Sunday 16 October 2016

Do Not Listen To A Word I Say (Just Listen To What I Can Keep Silent)...


"Do not listen to a word I say," the Manic Street Preachers sang, on a track taken from their 1994 masterpiece, The Holy Bible.  "Just listen to what I can keep silent."

I've recently realised that I'm much too good at keeping things to myself.  

It sounds like a positive thing; I can be trusted with secrets, I don't upset my friends by telling them I don't like their outfits, for example and I am not someone who's going to criticise your life choices (unless they're, you know, really bad).  

But it's not all positive.  In fact, there are times when keeping things to myself is a wholly bad thing.  Because, I'm not likely to tell you if you've upset me.  I'm much more likely to brood on it, internalising my feelings until it starts to feel like my stomach is trying to eat itself and I forget what sleep actually feels like.  And that, my friends, is not good.  In fact, doing that to myself is, I've realised, a very bad idea indeed.
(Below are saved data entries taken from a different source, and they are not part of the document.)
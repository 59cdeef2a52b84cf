use sea_orm::{ActiveValue, IntoActiveModel};
use serde_json::json;

use crate::{category, item, product, Record, Submission};

#[test]
fn payload_leaves_id_and_version_to_the_store() {
    let payload = category::Payload {
        id: Some(42),
        version: Some(7),
        name: "Fish".into(),
        description: None,
    };
    let am: category::ActiveModel = payload.into_active_model();
    assert!(matches!(am.id, ActiveValue::NotSet));
    assert!(matches!(am.version, ActiveValue::NotSet));
    assert!(matches!(&am.name, ActiveValue::Set(n) if n == "Fish"));
    assert!(matches!(am.description, ActiveValue::Set(None)));
}

#[test]
fn payload_accepts_missing_identity() {
    let payload: product::Payload = serde_json::from_value(json!({"name": "Angelfish"})).unwrap();
    assert_eq!(Submission::id(&payload), None);
    assert_eq!(Submission::version(&payload), None);
    assert_eq!(payload.category_id, None);
}

#[test]
fn category_model_omits_absent_description() {
    let m = category::Model { id: 1, version: 1, name: "Fish".into(), description: None };
    assert_eq!(serde_json::to_value(&m).unwrap(), json!({"id": 1, "version": 1, "name": "Fish"}));
}

#[test]
fn item_view_embeds_product() {
    let it = item::Model {
        id: 3,
        version: 2,
        name: "Large Angelfish".into(),
        description: None,
        image_path: Some("fish1.jpg".into()),
        unit_cost: 10.0,
        product_id: Some(5),
    };
    let p = product::Model { id: 5, version: 1, name: "Angelfish".into(), description: None, category_id: None };
    let view = item::View::from_parts(it, Some(p));
    assert_eq!(view.id(), 3);
    assert_eq!(view.version(), 2);
    let body = serde_json::to_value(&view).unwrap();
    assert_eq!(body["product"]["name"], "Angelfish");
    assert_eq!(body["product_id"], 5);
    assert_eq!(body["image_path"], "fish1.jpg");
}

#[test]
fn product_view_without_category_has_no_category_key() {
    let p = product::Model { id: 1, version: 1, name: "Bulldog".into(), description: None, category_id: None };
    let body = serde_json::to_value(product::View::from_parts(p, None)).unwrap();
    assert!(body.get("category").is_none());
    assert!(body.get("category_id").is_none());
}
//! Service layer providing the catalog CRUD operations on top of models.
//! - One generic operation set, parameterised by a [`resource::Resource`] descriptor.
//! - Not-found and version conflicts are explicit outcomes, never errors.
//! - The database connection is passed into every call; nothing is cached here.

pub mod errors;
pub mod pagination;
pub mod metrics;
pub mod resource;
pub mod catalog;
#[cfg(test)]
pub mod test_support;

pub use catalog::{Categories, Items, Products};
pub use resource::{DeleteOutcome, Lookup, Resource, UpdateOutcome};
The fact is, we're all capable of phrasing things so that they don't upset the people who need to hear them any more than is absolutely unavoidable.  Unless we're genuinely terrible people, we know that if we don't like a dinner someone has prepared for us, we say "I'm afraid I'm not keen on this" or words to that effect, rather than: "This is vile, you clearly don't have a clue how to cook."  So, why is it so much harder to make a tactfully phrased comment when someone has upset us?!

I need to learn that when someone says or does something that causes me emotional pain, it's absolutely my right to say so.  I don't have to scream and shout, but there's nothing wrong with saying: "I didn't like the way you spoke to me/treated me and I'd appreciate it if it didn't happen again."  After all, if someone is a real friend, the last thing they'll want to have done is upset me, surely?!  They won't overreact by my telling them I was hurt by them?!

I guess the problem is, people have overreacted, before.  Massively.

Too often, we live in a world in which people feel they can speak or do as they please, but when they're called out on it, they take offence.  Just look at Donald Trump, for crying out loud; he's a man used to getting away with whatever he likes, but when his disgusting behaviour is rightly highlighted as being wrong, he goes on the defensive.

Other times, people take perfectly valid comments on their behaviour as massive personal insults and they play the victim.  This has happened to me, where I've been well within my rights to say "can you not speak/behave that way towards me, please?  I find it really hurtful," and the other person has responded by making out that I've deeply wounded them and I should apologise.

Gaslighting, much?!

One thing I've always tried to do is accept criticism.  If someone tells me I've hurt them unintentionally, my response is always to apologise and try to ensure I don't do it again.  But I've encountered so many people in my life whose go-to response is either to get angry and defensive, or to wail and cry and make themselves the victim in the situation, that now I'm stuck in a place where I all-too-often feel that I genuinely can't say anything to people who've upset me, especially if it's obvious that they've done it without meaning to.

And sure, in some ways, that doesn't have to be a problem, particularly if it's not a big upset.  If you're aware that a person has perhaps just chosen their words unwisely in a face-to-face conversation, where you don't always have the time to consider your responses before they come hurtling out of your mouth, then it's fair enough to write it off.  We don't always have to say something, because sometimes we can rationalise that there was no malice meant.

But there are times when someone will say or do something and, even if it wasn't done with any cruel intentions, it hits a vulnerable spot within us and we know we're going to take it to heart.  And, of course, there are times when people do things and it's not entirely unintentional, too.

In those instances, we shouldn't feel as though we can't speak out.  We shouldn't be surrounding ourselves with anyone we can't be open and honest, with.  Honesty is a key requirement for any kind of relationship, be it friendly, romantic or family-based.  



If we're feeling hurt or angry and we internalise those feelings, it's only going to lead to further negativity down the line.  Whether that's because we make ourselves stressed and ill by bottling things up, or whether it's because we eventually can't keep it in any longer and snap at someone long after the event, the end result is still the same.  We're going to feel worse.  They are probably going to feel worse.  Trust me on this, because I've been on that side of it, too.  

So. I'm making myself a promise.  If someone has hurt me, or made me mad enough that I brood on it and can't just write it off, I'm going to try harder to speak out.  Not to yell at them, or cut them out of my life, or anything drastic like that, but just to tell them: "Hey, that upset me."  

It's got to be better than keeping everything bottled up, right?!